▶ _TASK INPUTS_:
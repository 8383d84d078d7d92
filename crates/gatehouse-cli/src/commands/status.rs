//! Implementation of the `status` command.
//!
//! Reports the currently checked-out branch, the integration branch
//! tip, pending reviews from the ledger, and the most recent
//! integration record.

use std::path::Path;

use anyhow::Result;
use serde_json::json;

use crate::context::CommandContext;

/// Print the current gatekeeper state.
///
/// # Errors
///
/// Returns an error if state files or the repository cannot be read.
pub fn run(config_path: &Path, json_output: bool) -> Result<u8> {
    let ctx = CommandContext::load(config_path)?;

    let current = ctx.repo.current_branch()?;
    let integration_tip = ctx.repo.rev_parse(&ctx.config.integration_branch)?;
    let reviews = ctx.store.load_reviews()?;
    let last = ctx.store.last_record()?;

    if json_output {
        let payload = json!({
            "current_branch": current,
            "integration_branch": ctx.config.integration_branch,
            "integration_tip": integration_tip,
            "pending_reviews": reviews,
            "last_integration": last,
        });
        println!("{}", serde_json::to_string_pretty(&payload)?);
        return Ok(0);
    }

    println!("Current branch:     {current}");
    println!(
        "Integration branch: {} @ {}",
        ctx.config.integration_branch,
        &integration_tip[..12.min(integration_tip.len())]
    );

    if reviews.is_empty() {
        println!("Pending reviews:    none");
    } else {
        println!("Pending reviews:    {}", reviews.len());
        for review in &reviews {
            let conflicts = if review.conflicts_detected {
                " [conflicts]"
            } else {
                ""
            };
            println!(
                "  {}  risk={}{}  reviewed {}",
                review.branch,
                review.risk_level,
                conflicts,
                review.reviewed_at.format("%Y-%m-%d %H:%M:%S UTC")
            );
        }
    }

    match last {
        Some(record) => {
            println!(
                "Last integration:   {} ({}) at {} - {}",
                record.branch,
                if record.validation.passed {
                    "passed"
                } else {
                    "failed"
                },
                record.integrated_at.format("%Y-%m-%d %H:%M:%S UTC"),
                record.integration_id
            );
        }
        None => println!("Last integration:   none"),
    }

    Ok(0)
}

▶ _WHAT THIS TASK INVOLVES_: Each entry is to be written out exactly as it was given.

▶ _OUTPUT_:
repository 8383d84d078d7d92
filename crates/gatehouse-cli/src/commands/status.rs
//! Implementation of the `status` command.
//!
//! Reports the currently checked-out branch, the integration branch
//! tip, pending reviews from the ledger, and the most recent
//! integration record.

use std::path::Path;

use anyhow::Result;
use serde_json::json;

use crate::context::CommandContext;

/// Print the current gatekeeper state.
///
/// # Errors
///
/// Returns an error if state files or the repository cannot be read.
pub fn run(config_path: &Path, json_output: bool) -> Result<u8> {
    let ctx = CommandContext::load(config_path)?;

    let current = ctx.repo.current_branch()?;
    let integration_tip = ctx.repo.rev_parse(&ctx.config.integration_branch)?;
    let reviews = ctx.store.load_reviews()?;
    let last = ctx.store.last_record()?;

    if json_output {
        let payload = json!({
            "current_branch": current,
            "integration_branch": ctx.config.integration_branch,
            "integration_tip": integration_tip,
            "pending_reviews": reviews,
            "last_integration": last,
        });
        println!("{}", serde_json::to_string_pretty(&payload)?);
        return Ok(0);
    }

    println!("Current branch:     {current}");
    println!(
        "Integration branch: {} @ {}",
        ctx.config.integration_branch,
        &integration_tip[..12.min(integration_tip.len())]
    );

    if reviews.is_empty() {
        println!("Pending reviews:    none");
    } else {
        println!("Pending reviews:    {}", reviews.len());
        for review in &reviews {
            let conflicts = if review.conflicts_detected {
                " [conflicts]"
            } else {
                ""
            };
            println!(
                "  {}  risk={}{}  reviewed {}",
                review.branch,
                review.risk_level,
                conflicts,
                review.reviewed_at.format("%Y-%m-%d %H:%M:%S UTC")
            );
        }
    }

    match last {
        Some(record) => {
            println!(
                "Last integration:   {} ({}) at {} - {}",
                record.branch,
                if record.validation.passed {
                    "passed"
                } else {
                    "failed"
                },
                record.integrated_at.format("%Y-%m-%d %H:%M:%S UTC"),
                record.integration_id
            );
        }
        None => println!("Last integration:   none"),
    }

    Ok(0)
}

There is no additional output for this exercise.